At length a couple passed by in a kayak and agreed to ferry our gear out to the rock for us while we swam. We loaded them down with our two packs and sandals and made the trip to the rock successfully, only to find that razor sharp barnacles attached to jagged overhanging limestone composed the entire outside edge of the boulder. The tide was coming in, but still had a good meter to rise before the overhanging lip came flush with it. A lap around the rock brought us to a low point where I was able to traverse an upward-trending lip of knife-like limestone until I could gently set my bare feet on a barnacle-laced ledge and get myself out of the water, and then step up onto solid rock above. This done I grabbed the bags from the friendly couple and assisted Gary on his ascent. After securely established on solid footing we assessed our injuries, which included numerous small slices oozing blood for both of us, on my toes and Gary's hands, but otherwise we seemed okay.
We rigged one anchor for the line and once Tracy arrived with her kayak we stretched it across the gap and rigged the other, using the kayak as a step to bypass the death-spikes on this second ascent. Rigging complications delayed us a few more minutes while we stretched out from one side to position the tensioning system, but finally we had the line rigged, tensioned, and ready for a day of walking!
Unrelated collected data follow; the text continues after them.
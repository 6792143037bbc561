//! Prometheus metrics.

use metrics::describe_counter;
use metrics_exporter_prometheus::{PrometheusBuilder, PrometheusHandle};

use crate::config::ObservabilityConfig;

/// Install the Prometheus recorder. Returns `None` when metrics are disabled.
pub fn init_metrics(config: &ObservabilityConfig) -> anyhow::Result<Option<PrometheusHandle>> {
    if !config.metrics_enabled {
        return Ok(None);
    }

    let handle = PrometheusBuilder::new()
        .add_global_label("service", "skyreel")
        .install_recorder()?;

    register_metric_descriptions();
    tracing::info!("Metrics initialized");

    Ok(Some(handle))
}

fn register_metric_descriptions() {
    // Jobs
    describe_counter!(
        "skyreel_jobs_total",
        "Clip job invocations by family and outcome"
    );
    describe_counter!("skyreel_commands_total", "Commands handled by name");

    // Watchdogs
    describe_counter!(
        "skyreel_watchdog_failures_total",
        "Problems found by watchdog checks"
    );
    describe_counter!(
        "skyreel_watchdog_restarts_total",
        "Stopped services restarted by a watchdog"
    );
    describe_counter!(
        "skyreel_watchdog_notifications_total",
        "Watchdog emails sent to administrators"
    );

    // Collaborators
    describe_counter!("skyreel_emails_sent_total", "Admin emails delivered");
    describe_counter!("skyreel_errors_total", "Errors by code and category");
}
As with deep water soloing, the appeal of waterlining is the soft impact and the mental game of not having ground underneath you to rely on. It's interesting to me how similar waterlining is to highlining, where the walker is attached by a leash to the line due to its height, and the exposure of walking over an open expanse on a thin 1-inch piece of nylon invokes a mental barrier that is enormously difficult to overcome and walk past. The same mental barrier seems to be present in waterlining, although to a lesser extent. A sit-start from a short distance out is required in order to escape the danger of the aforementioned really sharp rocks, but beyond that small difficulty it should just be like walking any other slackline, right? But it's not. Gary is a perfectly good slackliner capable of walking a variety of lines on the ground, but this line gave him some stiff challenges, throwing him off into the ocean again and again.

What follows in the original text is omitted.